This is officially a Very Good Car. Whether that makes it one you actively want – as we’ve discussed recently – is another matter, but the case for it is compelling. Let us begin.
First, and most obviously, it is much nicer to look at than the car that immediately preceded it. Cleaner lines, a face that doesn’t scream ‘I’ve had a few energy drinks and now I want to run up a mountainside naked’, and a fastback roofline. A neighbour’s teenage son recently opined that they too should get a ‘cool’ car like this one. They’ve got a brand-new Qashqai, FYI.
Indeed it’s against the likes of the Qashqai this Honda finds itself in a fight with; a fight for the very soul of the hatchback if you want comical melodramatics, because if Honda can make this normal, everyday car work, there’s hope others might follow suit. Or maybe it’s just the last salvo before everyone packs in the medium hatchback segment entirely and we’re all riding around in five-tonne electric battle-tanks.
Speaking of electricity, there’s a lot of very clever technology underpinning the new Civic and its petrol-electric hybrid drivetrain. It’s only available as this eHEV which sounds like some kind of fancy new-age vacuum cleaner, or the wingtastic Type R. Nothing in between or on the sides, so it’s either supremely sensible or – as per the Civic Type R Rulebook – quite mad.
In sensible guise, it is an absolute doddle to live with, if not to understand. There’s a tiny battery on board, slotted in underneath the rear seats, offering a diddy 1.05kWh of capacity. But that just means it can be recharged via the 2.0-litre petrol engine supremely quickly. A pair of electric motors – one to power the front wheels, one to act as a generator – join the fray, and the Civic’s Big Computer Brain works out whether full EV/hybrid/full petrol is the best way to move.
At no point are you aware of any one power source dominating, such is the silky handover betwixt electric and combustion engine. It recharges quickly, accelerates without fuss, cruises amazingly comfortably, drowns out road noise and imperfections, and handles itself with some measure of competence. It’s not going to tempt you into lift-off oversteer at any given moment – nor should you, you maniac – but nor does it require an injection of aforementioned energy drink to keep you entertained. Tidy, is what it is.

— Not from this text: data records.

//! One animated grid: time accumulation, weight projection, cell colouring.

use anyhow::{anyhow, Result};
use serde::Serialize;
use serde_json::json;
use tracing::debug;

use crate::color::{color_parameter, lookup, normalize_intensity, Rgb};
use crate::error_codes::{CodedError, ORIENTATION_MISMATCH};
use crate::motion::{MotionKind, Orientation, GRID_SIZE};
use crate::schema::GlobalParams;
use crate::weights::{compute_weights, local_weights, AxisWeights, MotionState, WeightVector};

/// Visual attributes of one cell after the latest update.
#[derive(Debug, Clone, Copy, PartialEq, Serialize)]
pub struct CellState {
    pub width_percent: f64,
    pub height_percent: f64,
    /// Canonical-band intensity before clamping.
    pub intensity: f64,
    /// Last colour written. Stays unchanged on frames whose scheme did not resolve.
    pub color: Option<Rgb>,
}

impl Default for CellState {
    fn default() -> Self {
        let share = 100.0 / GRID_SIZE as f64;
        Self {
            width_percent: share,
            height_percent: share,
            intensity: 0.0,
            color: None,
        }
    }
}

/// Weights and intensities for one projected frame.
#[derive(Debug, Clone, PartialEq, Serialize)]
pub struct ProjectedFrame {
    pub motion: MotionKind,
    pub orientation: Orientation,
    pub time: f64,
    /// Global weights (column widths in column-major, row heights in row-major).
    pub outer: WeightVector,
    /// Inner-axis weights per stripe, indexed by outer position.
    pub inner: Vec<WeightVector>,
    /// Raw area products, `[row][col]`.
    pub raw_intensity: [[f64; GRID_SIZE]; GRID_SIZE],
    /// Band-normalised intensities, `[row][col]`.
    pub intensity: [[f64; GRID_SIZE]; GRID_SIZE],
}

impl ProjectedFrame {
    pub fn outer_percentages(&self) -> [f64; GRID_SIZE] {
        self.outer.percentages()
    }

    /// `(width%, height%)` of the cell at `(row, col)`.
    pub fn cell_size_percent(&self, row: usize, col: usize) -> (f64, f64) {
        match self.orientation {
            Orientation::ColumnMajor => (
                self.outer.percentages()[col],
                self.inner[col].percentages()[row],
            ),
            Orientation::RowMajor => (
                self.inner[row].percentages()[col],
                self.outer.percentages()[row],
            ),
        }
    }
}

/// Project motion weights onto the grid for the given orientation.
pub fn project(
    kind: MotionKind,
    orientation: Orientation,
    t: f64,
    weights: &AxisWeights,
) -> ProjectedFrame {
    let (outer, shared_inner) = match orientation {
        Orientation::ColumnMajor => (&weights.cols, &weights.rows),
        Orientation::RowMajor => (&weights.rows, &weights.cols),
    };

    let inner = (0..GRID_SIZE)
        .map(|stripe| local_weights(kind, t, stripe).unwrap_or_else(|| shared_inner.clone()))
        .collect::<Vec<_>>();

    let mut raw_intensity = [[0.0; GRID_SIZE]; GRID_SIZE];
    let mut intensity = [[0.0; GRID_SIZE]; GRID_SIZE];
    for row in 0..GRID_SIZE {
        for col in 0..GRID_SIZE {
            let (stripe, position) = match orientation {
                Orientation::ColumnMajor => (col, row),
                Orientation::RowMajor => (row, col),
            };
            let area = inner[stripe].get(position) * outer.get(stripe);
            raw_intensity[row][col] = area;
            intensity[row][col] = normalize_intensity(kind, area);
        }
    }

    ProjectedFrame {
        motion: kind,
        orientation,
        time: t,
        outer: outer.clone(),
        inner,
        raw_intensity,
        intensity,
    }
}

/// Evaluate a motion at an absolute time with fresh per-instance state.
pub fn sample_motion(kind: MotionKind, orientation: Orientation, t: f64) -> ProjectedFrame {
    let mut state = MotionState::for_kind(kind);
    let weights = compute_weights(kind, t, &mut state);
    project(kind, orientation, t, &weights)
}

#[derive(Debug, Clone)]
pub struct GridInstance {
    label: String,
    motion_name: String,
    kind: MotionKind,
    orientation: Orientation,
    time: f64,
    state: MotionState,
    stripes: [f64; GRID_SIZE],
    cells: [[CellState; GRID_SIZE]; GRID_SIZE],
    last_frame: Option<ProjectedFrame>,
}

impl GridInstance {
    /// Build an instance. `motion_name` is kept for display; unknown names
    /// resolve to the fallback motion.
    pub fn new(
        label: impl Into<String>,
        motion_name: impl Into<String>,
        orientation: Option<Orientation>,
    ) -> Result<Self> {
        let label = label.into();
        let motion_name = motion_name.into();
        let kind = MotionKind::resolve(&motion_name);
        let orientation = orientation.unwrap_or_else(|| kind.natural_orientation());

        if let Some(required) = kind.required_orientation() {
            if required != orientation {
                return Err(anyhow!(CodedError::config(
                    ORIENTATION_MISMATCH,
                    format!(
                        "grid '{label}': motion {} only supports orientation '{}'",
                        kind.name(),
                        required.keyword()
                    ),
                )
                .with_details(json!({
                    "label": label,
                    "motion": kind.name(),
                    "provided": orientation.keyword(),
                    "required": required.keyword()
                }))));
            }
        }

        Ok(Self {
            label,
            motion_name,
            kind,
            orientation,
            time: 0.0,
            state: MotionState::for_kind(kind),
            stripes: [100.0 / GRID_SIZE as f64; GRID_SIZE],
            cells: [[CellState::default(); GRID_SIZE]; GRID_SIZE],
            last_frame: None,
        })
    }

    pub fn label(&self) -> &str {
        &self.label
    }

    pub fn motion_name(&self) -> &str {
        &self.motion_name
    }

    pub fn kind(&self) -> MotionKind {
        self.kind
    }

    pub fn orientation(&self) -> Orientation {
        self.orientation
    }

    pub fn time(&self) -> f64 {
        self.time
    }

    pub fn motion_state(&self) -> &MotionState {
        &self.state
    }

    /// Cell at `(row, col)`.
    pub fn cell(&self, row: usize, col: usize) -> &CellState {
        &self.cells[row][col]
    }

    /// Outer-axis percentage of stripe `index` (column width in
    /// column-major, row height in row-major).
    pub fn stripe_percent(&self, index: usize) -> f64 {
        self.stripes[index]
    }

    pub fn last_frame(&self) -> Option<&ProjectedFrame> {
        self.last_frame.as_ref()
    }

    /// Advance time by the global speed and recompute every cell.
    /// Returns `false` when the colour scheme did not resolve and colours
    /// were left untouched.
    pub fn update(&mut self, params: &GlobalParams) -> bool {
        self.time += params.speed;
        let weights = compute_weights(self.kind, self.time, &mut self.state);
        let frame = project(self.kind, self.orientation, self.time, &weights);

        self.stripes = frame.outer_percentages();
        let mut colored = true;
        for row in 0..GRID_SIZE {
            for col in 0..GRID_SIZE {
                let (width_percent, height_percent) = frame.cell_size_percent(row, col);
                let intensity = frame.intensity[row][col];
                let cell = &mut self.cells[row][col];
                cell.width_percent = width_percent;
                cell.height_percent = height_percent;
                cell.intensity = intensity;
                match lookup(&params.scheme, color_parameter(intensity)) {
                    Some(color) => cell.color = Some(color),
                    None => colored = false,
                }
            }
        }

        if !colored {
            debug!(
                grid = %self.label,
                scheme = %params.scheme,
                "unknown colour scheme; colour write skipped"
            );
        }
        self.last_frame = Some(frame);
        colored
    }
}

#[cfg(test)]
mod tests {
    use super::{project, sample_motion, GridInstance};
    use crate::color::{color_parameter, lookup, normalize_intensity};
    use crate::error_codes::{find_coded_error, ORIENTATION_MISMATCH};
    use crate::motion::{MotionKind, Orientation, GRID_SIZE};
    use crate::schema::GlobalParams;
    use crate::weights::{alternating_stripe, compute_weights, MotionState};

    fn params(scheme: &str, speed: f64) -> GlobalParams {
        GlobalParams {
            scheme: scheme.to_owned(),
            speed,
        }
    }

    #[test]
    fn update_accumulates_time_incrementally() {
        let mut grid = GridInstance::new("POLAR", "Polar", None).expect("grid should build");
        grid.update(&params("Viridis", 0.05));
        grid.update(&params("Viridis", 0.1));
        grid.update(&params("Viridis", 0.0));
        assert!((grid.time() - 0.15).abs() < 1e-12);
    }

    #[test]
    fn column_major_sizes_sum_to_one_hundred() {
        let mut grid = GridInstance::new("CIRC", "Circulation", None).expect("grid should build");
        for _ in 0..40 {
            grid.update(&params("Magma", 0.07));
        }
        let widths: f64 = (0..GRID_SIZE).map(|col| grid.stripe_percent(col)).sum();
        assert!((widths - 100.0).abs() < 1e-9);
        for col in 0..GRID_SIZE {
            let heights: f64 = (0..GRID_SIZE).map(|row| grid.cell(row, col).height_percent).sum();
            assert!((heights - 100.0).abs() < 1e-9);
            assert_eq!(grid.cell(0, col).width_percent, grid.stripe_percent(col));
        }
    }

    #[test]
    fn alt_tb_flow_rows_alternate_per_column() {
        let t = 0.4;
        let frame = sample_motion(MotionKind::AltTbFlow, Orientation::ColumnMajor, t);
        assert_eq!(frame.inner[0], alternating_stripe(t, 0));
        assert_eq!(frame.inner[1], alternating_stripe(t, 1));
        let (_, even_height) = frame.cell_size_percent(1, 0);
        assert_eq!(even_height, alternating_stripe(t, 0).percentages()[1]);
        for c in 0..GRID_SIZE {
            let expected = 1.0 + 0.3 * (1.5 * t + 0.2 * c as f64).sin();
            assert_eq!(frame.outer.get(c), expected);
        }
    }

    #[test]
    fn alt_lr_flow_is_row_major_with_fixed_row_heights() {
        let mut grid = GridInstance::new("ALT LR", "AltLRFlow", None).expect("grid should build");
        assert_eq!(grid.orientation(), Orientation::RowMajor);
        grid.update(&params("Cool", 0.9));
        for row in 0..GRID_SIZE {
            assert!((grid.stripe_percent(row) - 20.0).abs() < 1e-12);
            let widths: f64 = (0..GRID_SIZE).map(|col| grid.cell(row, col).width_percent).sum();
            assert!((widths - 100.0).abs() < 1e-9);
        }
        let frame = grid.last_frame().expect("frame should be recorded");
        assert_eq!(frame.inner[1], alternating_stripe(grid.time(), 1));
    }

    #[test]
    fn intensity_is_area_product_then_normalized() {
        let t = 2.3;
        let kind = MotionKind::Scan;
        let mut state = MotionState::for_kind(kind);
        let weights = compute_weights(kind, t, &mut state);
        let frame = project(kind, Orientation::ColumnMajor, t, &weights);
        for row in 0..GRID_SIZE {
            for col in 0..GRID_SIZE {
                let area = weights.rows.get(row) * weights.cols.get(col);
                assert_eq!(frame.raw_intensity[row][col], area);
                assert_eq!(frame.intensity[row][col], normalize_intensity(kind, area));
            }
        }
    }

    #[test]
    fn row_major_projection_swaps_axes() {
        let t = 1.1;
        let column = sample_motion(MotionKind::TbFlow, Orientation::ColumnMajor, t);
        let row = sample_motion(MotionKind::TbFlow, Orientation::RowMajor, t);
        for r in 0..GRID_SIZE {
            for c in 0..GRID_SIZE {
                let (cw, ch) = column.cell_size_percent(r, c);
                let (rw, rh) = row.cell_size_percent(r, c);
                assert!((cw - rw).abs() < 1e-9);
                assert!((ch - rh).abs() < 1e-9);
            }
        }
    }

    #[test]
    fn cell_colors_follow_the_scheme() {
        let mut grid = GridInstance::new("ORTHO", "Orthogonal", None).expect("grid should build");
        assert!(grid.update(&params("Plasma", 0.05)));
        let cell = grid.cell(2, 3);
        assert_eq!(cell.color, lookup("Plasma", color_parameter(cell.intensity)));
    }

    #[test]
    fn unknown_scheme_keeps_previous_colors() {
        let mut grid = GridInstance::new("ORTHO", "Orthogonal", None).expect("grid should build");
        grid.update(&params("Viridis", 0.05));
        let before = grid.cell(1, 1).color;
        assert!(before.is_some());

        assert!(!grid.update(&params("Sepia", 0.5)));
        assert_eq!(grid.cell(1, 1).color, before);
        assert!((grid.time() - 0.55).abs() < 1e-12);
    }

    #[test]
    fn unknown_motion_falls_back_and_keeps_name() {
        let mut grid = GridInstance::new("X", "Spiral", None).expect("unknown motion should build");
        assert_eq!(grid.kind(), MotionKind::Fallback);
        assert_eq!(grid.motion_name(), "Spiral");
        assert!(grid.update(&params("Reds", 0.05)));
    }

    #[test]
    fn alternating_flows_reject_wrong_orientation() {
        let error = GridInstance::new("A", "AltTBFlow", Some(Orientation::RowMajor))
            .expect_err("row-major AltTBFlow should be rejected");
        assert_eq!(
            find_coded_error(&error).map(|coded| coded.code),
            Some(ORIENTATION_MISMATCH)
        );
        assert!(GridInstance::new("B", "AltLRFlow", Some(Orientation::ColumnMajor)).is_err());
        assert!(GridInstance::new("C", "Scan", Some(Orientation::RowMajor)).is_ok());
    }

    #[test]
    fn pulfunte_instance_owns_its_cache() {
        let mut grid = GridInstance::new("P", "Pulfunte", None).expect("grid should build");
        assert!(grid.motion_state().pulfunte_cache().is_some());
        grid.update(&params("Turbo", 0.5));
        let peak = grid
            .motion_state()
            .pulfunte_cache()
            .expect("cache should persist")
            .field()
            .iter()
            .flatten()
            .copied()
            .fold(f64::MIN, f64::max);
        assert!(peak > 1.0);
    }
}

Just like the interior. It’s a clean, uncluttered layout that – praise be! – features real-life actual buttons. Three simple knobs affect the temperature and fan speed, there are buttons for circulation and air-con, very cool honeycomb finishing running across the centre, and a clear central screen that looks a little like an afterthought. Driving position is spot on, as is the comfort level of the seats. Feels well built from better materials too.
Is this all damning with faint praise? Like, ‘this fat-free cake features no fat or cake whatsoever’? Not in our books. Keen drivers will naturally gravitate towards the Type R – and should do, because it’s brilliant – but for the rest, here is simply a Very Good Car.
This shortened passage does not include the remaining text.